Independent film-maker DeeDee Halleck, who calls Clarke her mentor, wrote after her death in 1997: "Shirley was somewhere between Betty Boop and Felix the Cat herself, with a bit of Charlie Chaplin's tramp thrown in. She often wore a bowler hat and tight smart little suits, looking like something out of a 1930s chorus line. She had style."
Clarke was born Shirley Brimberg in New York in 1919. She would say she got her ingenuity from her maternal grandfather, a Latvian émigré who made his fortune inventing a self-tapping screw. She grew up in the highest New York society, but her father was a violent bully. Her sister, the novelist Elaine Dundy, who died last month, once said that "coming home from school ... was like returning to a prison".
Her father disapproved of Clarke's desire to be a dancer, and it was partly her need for freedom which took her into marriage, at 24, with Bert Clarke, with whom she had a daughter, Wendy. She once said in an interview: "Daddy was of the school which felt that men didn't talk about important matters to women. I guess I always had an enormous need to show him I wasn't the dope he thought I was."
She was given a Bolex camera as a wedding present and began to make home movies. In 1953 she rented equipment and made her first short film, Dance in the Sun, featuring dancer Daniel Nagrin. The principles of choreography were important to her art, but her horizons were broadening. By the time she made Bridges-Go-Round (1958) – one of a series of shorts for the US pavilion at the Brussels World Fair – she was choreographing her camera, making the bridges of Manhattan seem to dance.
She was becoming increasingly interested in cinéma vérité, the trend coming out of the European avant-garde for putting real life on film. In 1960 she released Skyscraper, a "musical comedy" featuring construction workers. It was nominated for an Oscar and won a prize at the Venice Film Festival.
Her first feature, The Connection (1962), looked like a cinéma vérité take on beat culture – a group of junkies in a New York apartment, philosophising, arguing, listening to jazz. In fact, it was an adaptation of a play, completely scripted, and choreographed, in Clarke's kitchen, with a legendary soundtrack by Freddie Redd and Jackie McLean.
During filming, Clarke met Carl Lee, the black actor who was to become her on-off partner for the rest of the decade, and a key player in her next film project. Lee helped her adapt Warren Miller's novel The Cool World, about youth gangs in Harlem, and film it on streets of the area using a mixed cast of actors and local kids (plus Dizzy Gillespie, who cameos as a busker).

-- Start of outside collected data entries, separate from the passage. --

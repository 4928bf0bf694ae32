//! OpenAI-compatible chat-completions provider.
//!
//! Works against any endpoint speaking the `/chat/completions` protocol
//! (OpenAI, DeepSeek, vLLM, one-api gateways); the base URL comes from the
//! per-role model configuration.

use async_trait::async_trait;
use serde::Deserialize;
use serde_json::json;

use paper_core::{Message, Role, ToolCall, ToolSchema};

use crate::accumulator::ToolCallAccumulator;
use crate::config::ModelConfig;
use crate::provider::{ChatOutput, LlmError, LlmProvider, LlmStream, Result};
use crate::sse::llm_stream_from_sse;
use crate::types::{LlmChunk, ToolCallDelta};

const DEFAULT_BASE_URL: &str = "https://api.openai.com/v1";

pub struct OpenAiProvider {
    client: reqwest::Client,
    api_key: String,
    base_url: String,
    model: String,
}

impl OpenAiProvider {
    pub fn new(api_key: impl Into<String>) -> Self {
        Self {
            client: reqwest::Client::new(),
            api_key: api_key.into(),
            base_url: DEFAULT_BASE_URL.to_string(),
            model: "gpt-4o".to_string(),
        }
    }

    pub fn from_config(config: &ModelConfig) -> Self {
        let mut provider = Self::new(config.api_key.clone()).with_model(config.model_id.clone());
        if let Some(base_url) = &config.base_url {
            if !base_url.is_empty() {
                provider = provider.with_base_url(base_url.clone());
            }
        }
        provider
    }

    pub fn with_base_url(mut self, base_url: impl Into<String>) -> Self {
        self.base_url = base_url.into();
        self
    }

    pub fn with_model(mut self, model: impl Into<String>) -> Self {
        self.model = model.into();
        self
    }

    fn endpoint(&self) -> String {
        format!("{}/chat/completions", self.base_url.trim_end_matches('/'))
    }

    fn request_body(&self, messages: &[Message], tools: &[ToolSchema], stream: bool) -> serde_json::Value {
        let messages: Vec<serde_json::Value> = messages.iter().map(wire_message).collect();
        let mut body = json!({
            "model": self.model,
            "messages": messages,
            "stream": stream,
        });
        if !tools.is_empty() {
            body["tools"] = serde_json::to_value(tools).unwrap_or_default();
        }
        body
    }

    async fn post(&self, body: &serde_json::Value) -> Result<reqwest::Response> {
        let response = self
            .client
            .post(self.endpoint())
            .bearer_auth(&self.api_key)
            .json(body)
            .send()
            .await?;

        if !response.status().is_success() {
            let status = response.status();
            let detail = response.text().await.unwrap_or_default();
            return Err(LlmError::Api(format!("{status}: {detail}")));
        }
        Ok(response)
    }
}

fn wire_message(message: &Message) -> serde_json::Value {
    let mut value = json!({
        "role": message.role.as_str(),
        "content": message.content,
    });
    if let Some(tool_calls) = &message.tool_calls {
        value["tool_calls"] = serde_json::to_value(tool_calls).unwrap_or_default();
    }
    if message.role == Role::Tool {
        if let Some(tool_call_id) = &message.tool_call_id {
            value["tool_call_id"] = json!(tool_call_id);
        }
    }
    value
}

#[derive(Debug, Deserialize)]
struct StreamChunk {
    #[serde(default)]
    choices: Vec<StreamChoice>,
}

#[derive(Debug, Deserialize)]
struct StreamChoice {
    #[serde(default)]
    delta: StreamDelta,
}

#[derive(Debug, Default, Deserialize)]
struct StreamDelta {
    #[serde(default)]
    content: Option<String>,
    #[serde(default)]
    tool_calls: Option<Vec<WireToolCallDelta>>,
}

#[derive(Debug, Deserialize)]
struct WireToolCallDelta {
    #[serde(default)]
    id: Option<String>,
    #[serde(default)]
    function: Option<WireFunctionDelta>,
}

#[derive(Debug, Default, Deserialize)]
struct WireFunctionDelta {
    #[serde(default)]
    name: Option<String>,
    #[serde(default)]
    arguments: Option<String>,
}

fn parse_stream_data(data: &str) -> Result<Vec<LlmChunk>> {
    if data.trim() == "[DONE]" {
        return Ok(vec![LlmChunk::Done]);
    }

    let chunk: StreamChunk = serde_json::from_str(data)?;
    let mut out = Vec::new();
    for choice in chunk.choices {
        if let Some(content) = choice.delta.content {
            if !content.is_empty() {
                out.push(LlmChunk::Token(content));
            }
        }
        if let Some(tool_calls) = choice.delta.tool_calls {
            for call in tool_calls {
                let function = call.function.unwrap_or_default();
                out.push(LlmChunk::ToolCallDelta(ToolCallDelta {
                    id: call.id,
                    name: function.name,
                    arguments: function.arguments,
                }));
            }
        }
    }
    Ok(out)
}

#[derive(Debug, Deserialize)]
struct SyncResponse {
    #[serde(default)]
    choices: Vec<SyncChoice>,
}

#[derive(Debug, Deserialize)]
struct SyncChoice {
    message: SyncMessage,
}

#[derive(Debug, Deserialize)]
struct SyncMessage {
    #[serde(default)]
    content: Option<String>,
    #[serde(default)]
    tool_calls: Option<Vec<ToolCall>>,
}

#[async_trait]
impl LlmProvider for OpenAiProvider {
    async fn chat_stream(&self, messages: &[Message], tools: &[ToolSchema]) -> Result<LlmStream> {
        let body = self.request_body(messages, tools, true);
        let response = self.post(&body).await?;
        Ok(llm_stream_from_sse(response, parse_stream_data))
    }

    async fn chat(&self, messages: &[Message], tools: &[ToolSchema]) -> Result<ChatOutput> {
        let body = self.request_body(messages, tools, false);
        let response = self.post(&body).await?;
        let parsed: SyncResponse = response.json().await?;

        let mut content = String::new();
        let mut tool_calls = Vec::new();
        if let Some(choice) = parsed.choices.into_iter().next() {
            content = choice.message.content.unwrap_or_default();
            tool_calls = choice.message.tool_calls.unwrap_or_default();
        }

        // The non-streaming path still validates argument strings so broken
        // calls never reach dispatch.
        let mut accumulator = ToolCallAccumulator::new();
        for call in tool_calls {
            accumulator.push(ToolCallDelta {
                id: Some(call.id),
                name: Some(call.function.name),
                arguments: Some(call.function.arguments),
            });
        }

        Ok(ChatOutput {
            content,
            tool_calls: accumulator.finish(),
        })
    }
}
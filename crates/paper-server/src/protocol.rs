//! Wire frames for the per-work bidirectional channel.
//!
//! All frames are JSON objects with a `type` discriminator, except the
//! initial client auth frame (`{token}`) and the turn frame
//! (`{problem, model?}`), which are matched by field presence.

use serde::Serialize;

use paper_core::{JsonBlock, StreamEvent};

#[derive(Debug, Clone, Serialize, PartialEq)]
#[serde(tag = "type", rename_all = "snake_case")]
pub enum ServerFrame {
    AuthSuccess {
        message: String,
    },
    Error {
        message: String,
    },
    Reconnect {
        message: String,
        task_id: String,
    },
    Content {
        content: String,
    },
    JsonBlock {
        block: JsonBlock,
    },
    ReconnectComplete {
        message: String,
    },
    Start {
        message: String,
    },
    Complete {
        message: String,
    },
    Pong,
}

impl ServerFrame {
    pub fn auth_success() -> Self {
        ServerFrame::AuthSuccess {
            message: "认证成功".to_string(),
        }
    }

    pub fn error(message: impl Into<String>) -> Self {
        ServerFrame::Error {
            message: message.into(),
        }
    }

    pub fn reconnect(task_id: impl Into<String>) -> Self {
        ServerFrame::Reconnect {
            message: "检测到正在进行的AI任务，正在恢复...".to_string(),
            task_id: task_id.into(),
        }
    }

    pub fn reconnect_complete() -> Self {
        ServerFrame::ReconnectComplete {
            message: "历史输出恢复完成，继续接收新输出...".to_string(),
        }
    }

    pub fn start() -> Self {
        ServerFrame::Start {
            message: "开始AI分析...".to_string(),
        }
    }

    pub fn complete() -> Self {
        ServerFrame::Complete {
            message: "AI分析完成".to_string(),
        }
    }

    pub fn to_json(&self) -> String {
        serde_json::to_string(self).unwrap_or_else(|_| r#"{"type":"error"}"#.to_string())
    }
}

impl From<StreamEvent> for ServerFrame {
    fn from(event: StreamEvent) -> Self {
        match event {
            StreamEvent::Content { content } => ServerFrame::Content { content },
            StreamEvent::JsonBlock { block } => ServerFrame::JsonBlock { block },
        }
    }
}
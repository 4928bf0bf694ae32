//! Interfaces to the external auth and work-metadata collaborators.
//!
//! The core only needs token verification and work ownership/mode lookups;
//! the file-backed implementations below are what the binary wires in.

use std::collections::HashMap;
use std::path::Path;

use serde::Deserialize;

/// Validates a transport handshake token, yielding the user id.
pub trait AuthVerifier: Send + Sync {
    fn verify(&self, token: &str) -> Option<i64>;
}

/// Token table, loadable from JSON: `{"<token>": <user_id>}`.
#[derive(Debug, Default)]
pub struct StaticTokenVerifier {
    tokens: HashMap<String, i64>,
}

impl StaticTokenVerifier {
    pub fn new() -> Self {
        Self::default()
    }

    pub fn with_token(mut self, token: impl Into<String>, user_id: i64) -> Self {
        self.tokens.insert(token.into(), user_id);
        self
    }

    pub fn load(path: &Path) -> std::io::Result<Self> {
        let raw = std::fs::read_to_string(path)?;
        let tokens = serde_json::from_str(&raw)
            .map_err(|e| std::io::Error::new(std::io::ErrorKind::InvalidData, e))?;
        Ok(Self { tokens })
    }
}

impl AuthVerifier for StaticTokenVerifier {
    fn verify(&self, token: &str) -> Option<i64> {
        self.tokens.get(token).copied()
    }
}

/// Work metadata maintained by external collaborators; the core reads it.
#[derive(Debug, Clone, Deserialize)]
pub struct WorkMeta {
    #[serde(default)]
    pub title: Option<String>,
    pub created_by: i64,
    #[serde(default)]
    pub template_id: Option<i64>,
    #[serde(default = "default_output_mode")]
    pub output_mode: String,
}

fn default_output_mode() -> String {
    "markdown".to_string()
}

pub trait WorkRegistry: Send + Sync {
    fn get(&self, work_id: &str) -> Option<WorkMeta>;
}

/// JSON-file-backed registry: `{"<work_id>": {created_by, template_id?,
/// output_mode?}}`.
#[derive(Debug, Default)]
pub struct FileWorkRegistry {
    works: HashMap<String, WorkMeta>,
}

impl FileWorkRegistry {
    pub fn new() -> Self {
        Self::default()
    }

    pub fn with_work(mut self, work_id: impl Into<String>, meta: WorkMeta) -> Self {
        self.works.insert(work_id.into(), meta);
        self
    }

    pub fn load(path: &Path) -> std::io::Result<Self> {
        let raw = std::fs::read_to_string(path)?;
        let works = serde_json::from_str(&raw)
            .map_err(|e| std::io::Error::new(std::io::ErrorKind::InvalidData, e))?;
        Ok(Self { works })
    }
}

impl WorkRegistry for FileWorkRegistry {
    fn get(&self, work_id: &str) -> Option<WorkMeta> {
        self.works.get(work_id).cloned()
    }
}
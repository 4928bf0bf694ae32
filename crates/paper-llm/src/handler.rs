//! Drives one provider call and fans tokens out to the stream sink.

use std::sync::Arc;

use futures::StreamExt;
use tokio_util::sync::CancellationToken;

use paper_core::{AgentError, Message, StreamSink, ToolCall, ToolSchema};

use crate::accumulator::ToolCallAccumulator;
use crate::config::ModelConfig;
use crate::openai::OpenAiProvider;
use crate::provider::LlmProvider;
use crate::types::LlmChunk;

#[derive(Clone)]
pub struct LlmHandler {
    provider: Arc<dyn LlmProvider>,
}

impl LlmHandler {
    pub fn new(provider: Arc<dyn LlmProvider>) -> Self {
        Self { provider }
    }

    pub fn from_config(config: &ModelConfig) -> Self {
        Self::new(Arc::new(OpenAiProvider::from_config(config)))
    }

    /// Streaming call. Tokens are forwarded to `sink` in arrival order;
    /// tool-call deltas are accumulated and validated. Provider failures are
    /// materialized as the assistant content (the loop terminates on them),
    /// only cancellation is an `Err`.
    pub async fn process_stream(
        &self,
        messages: &[Message],
        tools: &[ToolSchema],
        sink: &dyn StreamSink,
        cancel: &CancellationToken,
    ) -> Result<(Message, Vec<ToolCall>), AgentError> {
        log::info!("开始调用LLM API，消息数量: {}", messages.len());

        let mut stream = match self.provider.chat_stream(messages, tools).await {
            Ok(stream) => stream,
            Err(e) => {
                let error_message = format!("LLM API调用失败: {e}");
                log::error!("{error_message}");
                sink.token(&error_message).await;
                return Ok((Message::assistant(error_message, None), Vec::new()));
            }
        };

        let mut content = String::new();
        let mut accumulator = ToolCallAccumulator::new();
        let mut chunk_count = 0usize;

        while let Some(chunk) = stream.next().await {
            if cancel.is_cancelled() {
                return Err(AgentError::Cancelled);
            }
            chunk_count += 1;

            match chunk {
                Ok(LlmChunk::Token(token)) => {
                    sink.token(&token).await;
                    content.push_str(&token);
                }
                Ok(LlmChunk::ToolCallDelta(delta)) => {
                    accumulator.push(delta);
                }
                Ok(LlmChunk::Done) => {}
                Err(e) => {
                    let error_message = format!("LLM API调用失败: {e}");
                    log::error!("{error_message}");
                    sink.token(&error_message).await;
                    content.push_str(&error_message);
                    return Ok((Message::assistant(content, None), Vec::new()));
                }
            }
        }

        let tool_calls = accumulator.finish();
        log::info!(
            "LLM API调用完成，总块数: {chunk_count}，工具调用数: {}",
            tool_calls.len()
        );

        let recorded_calls = (!tool_calls.is_empty()).then(|| tool_calls.clone());
        Ok((Message::assistant(content, recorded_calls), tool_calls))
    }

    /// Non-streaming variant with the same failure materialization.
    pub async fn process_sync(
        &self,
        messages: &[Message],
        tools: &[ToolSchema],
    ) -> (Message, Vec<ToolCall>) {
        match self.provider.chat(messages, tools).await {
            Ok(output) => {
                let recorded = (!output.tool_calls.is_empty()).then(|| output.tool_calls.clone());
                (
                    Message::assistant(output.content, recorded),
                    output.tool_calls,
                )
            }
            Err(e) => {
                let error_message = format!("LLM API调用失败: {e}");
                log::error!("{error_message}");
                (Message::assistant(error_message, None), Vec::new())
            }
        }
    }
}

#[cfg(test)]
mod tests {
    use super::*;
    use async_trait::async_trait;
    use paper_core::JsonBlock;
    use tokio::sync::Mutex;

    use crate::provider::{ChatOutput, LlmError, LlmStream, Result as LlmResult};
    use crate::types::ToolCallDelta;

    struct ScriptedProvider {
        chunks: Mutex<Vec<Vec<LlmResult<LlmChunk>>>>,
    }

    impl ScriptedProvider {
        fn new(turns: Vec<Vec<LlmResult<LlmChunk>>>) -> Self {
            Self {
                chunks: Mutex::new(turns),
            }
        }
    }

    #[async_trait]
    impl LlmProvider for ScriptedProvider {
        async fn chat_stream(
            &self,
            _messages: &[Message],
            _tools: &[ToolSchema],
        ) -> LlmResult<LlmStream> {
            let mut turns = self.chunks.lock().await;
            if turns.is_empty() {
                return Err(LlmError::Api("no scripted turns left".to_string()));
            }
            let turn = turns.remove(0);
            Ok(Box::pin(futures::stream::iter(turn)))
        }

        async fn chat(&self, _messages: &[Message], _tools: &[ToolSchema]) -> LlmResult<ChatOutput> {
            Ok(ChatOutput {
                content: "sync".to_string(),
                tool_calls: Vec::new(),
            })
        }
    }

    #[derive(Default)]
    struct RecordingSink {
        tokens: std::sync::Mutex<Vec<String>>,
    }

    #[async_trait]
    impl StreamSink for RecordingSink {
        async fn token(&self, text: &str) {
            self.tokens.lock().unwrap().push(text.to_string());
        }
        async fn card(&self, _block: JsonBlock) {}
        async fn set_role(&self, _role: &str) {}
        async fn finalize(&self) {}
    }

    #[tokio::test]
    async fn tokens_are_forwarded_in_order() {
        let provider = ScriptedProvider::new(vec![vec![
            Ok(LlmChunk::Token("Hel".to_string())),
            Ok(LlmChunk::Token("lo".to_string())),
            Ok(LlmChunk::Done),
        ]]);
        let handler = LlmHandler::new(Arc::new(provider));
        let sink = RecordingSink::default();

        let (message, calls) = handler
            .process_stream(&[Message::user("Hi")], &[], &sink, &CancellationToken::new())
            .await
            .unwrap();

        assert_eq!(message.content, "Hello");
        assert!(calls.is_empty());
        assert_eq!(*sink.tokens.lock().unwrap(), vec!["Hel", "lo"]);
    }

    #[tokio::test]
    async fn tool_call_deltas_accumulate_across_chunks() {
        let provider = ScriptedProvider::new(vec![vec![
            Ok(LlmChunk::ToolCallDelta(ToolCallDelta {
                id: Some("call_1".to_string()),
                name: Some("CodeAgent".to_string()),
                arguments: Some("{\"task_prompt\":".to_string()),
            })),
            Ok(LlmChunk::ToolCallDelta(ToolCallDelta {
                id: None,
                name: None,
                arguments: Some("\"plot\"}".to_string()),
            })),
            Ok(LlmChunk::Done),
        ]]);
        let handler = LlmHandler::new(Arc::new(provider));
        let sink = RecordingSink::default();

        let (message, calls) = handler
            .process_stream(&[Message::user("Hi")], &[], &sink, &CancellationToken::new())
            .await
            .unwrap();

        assert_eq!(calls.len(), 1);
        assert_eq!(calls[0].function.name, "CodeAgent");
        assert_eq!(calls[0].function.arguments, r#"{"task_prompt":"plot"}"#);
        assert!(message.tool_calls.is_some());
    }

    #[tokio::test]
    async fn provider_error_becomes_assistant_content() {
        let provider = ScriptedProvider::new(vec![]);
        let handler = LlmHandler::new(Arc::new(provider));
        let sink = RecordingSink::default();

        let (message, calls) = handler
            .process_stream(&[Message::user("Hi")], &[], &sink, &CancellationToken::new())
            .await
            .unwrap();

        assert!(message.content.contains("LLM API调用失败"));
        assert!(calls.is_empty());
    }

    #[tokio::test]
    async fn cancellation_stops_the_stream() {
        let provider = ScriptedProvider::new(vec![vec![
            Ok(LlmChunk::Token("a".to_string())),
            Ok(LlmChunk::Token("b".to_string())),
        ]]);
        let handler = LlmHandler::new(Arc::new(provider));
        let sink = RecordingSink::default();
        let cancel = CancellationToken::new();
        cancel.cancel();

        let result = handler
            .process_stream(&[Message::user("Hi")], &[], &sink, &cancel)
            .await;
        assert!(matches!(result, Err(AgentError::Cancelled)));
    }
}
//! Code wrapping for sandboxed execution.
//!
//! Every snippet is executed with a fixed header (non-interactive plotting
//! backend, `chdir` into the workspace, guarded science imports, plot output
//! directory) and a footer that saves any still-open figures under
//! `outputs/plots/` and prints one summary line.

/// Wrap user code with the execution preamble and figure-saving postamble.
pub fn prepare(code: &str, workspace_dir: &str) -> String {
    let header = format!(
        r#"# -*- coding: utf-8 -*-
import os
import sys

try:
    import matplotlib
    matplotlib.use('Agg')
    import matplotlib.pyplot as plt
except ImportError:
    plt = None

os.chdir(r"{workspace_dir}")

try:
    import numpy as np
except ImportError:
    pass

try:
    import scipy
except ImportError:
    pass

try:
    import pandas as pd
except ImportError:
    pass

plt_output_dir = "outputs/plots"
os.makedirs(plt_output_dir, exist_ok=True)

"#
    );

    let footer = r#"

plot_files = []
if plt is not None:
    for fig_num in plt.get_fignums():
        fig = plt.figure(fig_num)
        filename = f"plot_{fig_num}.png"
        filepath = os.path.join(plt_output_dir, filename)
        fig.savefig(filepath, dpi=300, bbox_inches='tight')
        plot_files.append(f"outputs/plots/{filename}")
        plt.close(fig)

if plot_files:
    print(f"\n图表已保存: {', '.join(plot_files)}")
"#;

    format!("{header}{code}{footer}")
}
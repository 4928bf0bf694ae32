pub mod auth;
pub mod handlers;
pub mod protocol;
pub mod server;
pub mod state;
pub mod supervisor;
pub mod ws;

pub use auth::{AuthVerifier, StaticTokenVerifier, WorkMeta, WorkRegistry};
pub use state::AppState;
pub use supervisor::{SupervisorError, TaskStatus, TaskSupervisor};
//! Shared SSE -> [`LlmStream`] adapter.

use eventsource_stream::Eventsource;
use futures_util::StreamExt;
use reqwest::Response;

use crate::provider::{LlmError, LlmStream, Result};
use crate::types::LlmChunk;

/// Convert an SSE HTTP [`Response`] into an [`LlmStream`].
///
/// `handler` receives each event's data payload and can emit any number of
/// chunks for it (zero to skip). Handler errors surface as
/// [`LlmError::Stream`].
pub fn llm_stream_from_sse<H>(response: Response, mut handler: H) -> LlmStream
where
    H: FnMut(&str) -> Result<Vec<LlmChunk>> + Send + 'static,
{
    let stream = response
        .bytes_stream()
        .eventsource()
        .map(move |event| {
            let event = event.map_err(|e| LlmError::Stream(e.to_string()))?;
            handler(event.data.as_str()).map_err(|e| LlmError::Stream(e.to_string()))
        })
        .flat_map(|result| match result {
            Ok(chunks) => futures::stream::iter(chunks.into_iter().map(Ok).collect::<Vec<_>>()),
            Err(err) => futures::stream::iter(vec![Err(err)]),
        });

    Box::pin(stream)
}
//! Heading-structured editing of `paper.md`, offered to the planner only
//! when the work was created from a template.

use regex::Regex;

use paper_workspace::Workspace;

use crate::section::{rename_heading, section_content, update_section};

pub struct TemplateTools {
    workspace: Workspace,
}

impl TemplateTools {
    pub fn new(workspace: Workspace) -> Self {
        Self { workspace }
    }

    /// Outline of the template: heading counts per level and the full
    /// indented structure.
    pub async fn analyze_template(&self) -> String {
        let Some(content) = self.read_paper().await else {
            return "错误：当前工作目录中没有找到paper.md文件".to_string();
        };

        let heading_re = Regex::new(r"^(#{1,6})\s+(.+)$").expect("static regex");
        let mut headings: Vec<(usize, String)> = Vec::new();
        for line in content.lines() {
            if let Some(captures) = heading_re.captures(line.trim()) {
                let level = captures[1].len();
                headings.push((level, captures[2].trim().to_string()));
            }
        }

        if headings.is_empty() {
            return "paper.md文件中没有找到标题结构".to_string();
        }

        let mut level_counts = std::collections::BTreeMap::new();
        for (level, _) in &headings {
            *level_counts.entry(*level).or_insert(0usize) += 1;
        }

        let mut out = vec![
            "📊 模板结构分析".to_string(),
            format!("📝 总共找到 {} 个标题", headings.len()),
            String::new(),
            "📈 标题层级分布:".to_string(),
        ];
        for (level, count) in &level_counts {
            out.push(format!("   {} 级标题: {} 个", "#".repeat(*level), count));
        }
        out.push(String::new());
        out.push("📋 详细标题结构:".to_string());
        for (level, title) in &headings {
            out.push(format!(
                "{}{} {}",
                "  ".repeat(level - 1),
                "#".repeat(*level),
                title
            ));
        }

        out.join("\n")
    }

    pub async fn get_section_content(&self, section_title: &str) -> String {
        let Some(content) = self.read_paper().await else {
            return "错误：当前工作目录中没有找到paper.md文件".to_string();
        };
        match section_content(&content, section_title) {
            Some(section) => section,
            None => format!("未找到章节: {section_title}"),
        }
    }

    /// Update a section's body. `mode` is `replace` (default), `append` or
    /// `prepend`, the latter two merging with the existing body.
    pub async fn update_section_content(
        &self,
        section_title: &str,
        new_content: &str,
        mode: &str,
    ) -> String {
        let Some(content) = self.read_paper().await else {
            return "错误：当前工作目录中没有找到paper.md文件".to_string();
        };

        let body = match mode {
            "append" | "merge" => match existing_body(&content, section_title) {
                Some(existing) if !existing.is_empty() => {
                    format!("{existing}\n\n{new_content}")
                }
                _ => new_content.to_string(),
            },
            "prepend" => match existing_body(&content, section_title) {
                Some(existing) if !existing.is_empty() => {
                    format!("{new_content}\n\n{existing}")
                }
                _ => new_content.to_string(),
            },
            _ => new_content.to_string(),
        };

        let updated = update_section(&content, section_title, &body);
        match self.save_paper(&updated).await {
            Ok(()) => format!("✅ 章节 '{section_title}' 更新成功"),
            Err(e) => format!("❌ 章节 '{section_title}' 更新失败: {e}"),
        }
    }

    pub async fn add_section(&self, section_title: &str, content: &str) -> String {
        let existing = self.read_paper().await.unwrap_or_default();

        let mut updated = if existing.trim().is_empty() {
            format!("# {section_title}\n")
        } else {
            format!("{existing}\n\n# {section_title}\n")
        };
        if !content.trim().is_empty() {
            updated.push_str(&format!("\n{}\n", content.trim()));
        }

        match self.save_paper(&updated).await {
            Ok(()) => format!("✅ 章节 '{section_title}' 添加成功"),
            Err(e) => format!("❌ 章节 '{section_title}' 添加失败: {e}"),
        }
    }

    pub async fn rename_section_title(&self, old_title: &str, new_title: &str) -> String {
        let Some(content) = self.read_paper().await else {
            return "错误：当前工作目录中没有找到paper.md文件".to_string();
        };

        match rename_heading(&content, old_title, new_title) {
            Some(updated) => match self.save_paper(&updated).await {
                Ok(()) => format!("✅ 章节标题已从 '{old_title}' 改为 '{new_title}'"),
                Err(e) => format!("❌ 修改章节标题失败: {e}"),
            },
            None => format!("未找到章节: {old_title}"),
        }
    }

    async fn read_paper(&self) -> Option<String> {
        let path = self.workspace.root().join("paper.md");
        tokio::fs::read_to_string(path).await.ok()
    }

    async fn save_paper(&self, content: &str) -> Result<(), String> {
        let path = self.workspace.root().join("paper.md");
        tokio::fs::write(path, content)
            .await
            .map_err(|e| e.to_string())
    }
}

/// Body of a section without its heading line.
fn existing_body(content: &str, section_title: &str) -> Option<String> {
    let section = section_content(content, section_title)?;
    let mut lines = section.lines();
    lines.next();
    Some(lines.collect::<Vec<_>>().join("\n").trim().to_string())
}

The first commercial movie filmed in Harlem, The Cool World (1964) became a hit. As Clarke and Lee celebrated their success at the Venice Film Festival, Hollywood wondered at the sharpness of its realism. Clarke later said: "When I got (to Hollywood] the movie moguls claimed to be astounded by the reality of my films. How did I do it? I'd say, 'Well, it wasn't hard to make Harlem look like Harlem.'"
The Cool World at last brought Clarke to the movie moguls' attention. Director Otto Preminger invited her for a meeting. She said later: "After talking with me for a little while, he said, 'I don't think Hollywood is what you want. I don't really think that that's the kind of life you want to lead and the kind of work you want to do.' That was the honest-to-God truth."
Clarke considered herself more part of European film-making than American. Ingmar Bergman praised her work. Jean-Luc Godard refused a New York Society Film Critics Lifetime Achievement Award, unless the Society awarded Clarke too.
She chose to forgo the major studios to film in her own apartment, making an intense 12-hour interview with black, alcoholic hustler, Jason Holiday, which was later edited down into a two-hour feature. Portrait of Jason (1967) is a remarkable film in which Holiday presents his story and his view of the world, prompted – sometimes goaded – by Clarke and Lee, who remain off screen. Its style prefigures later films, as well as the modern penchant for "reality" entertainment.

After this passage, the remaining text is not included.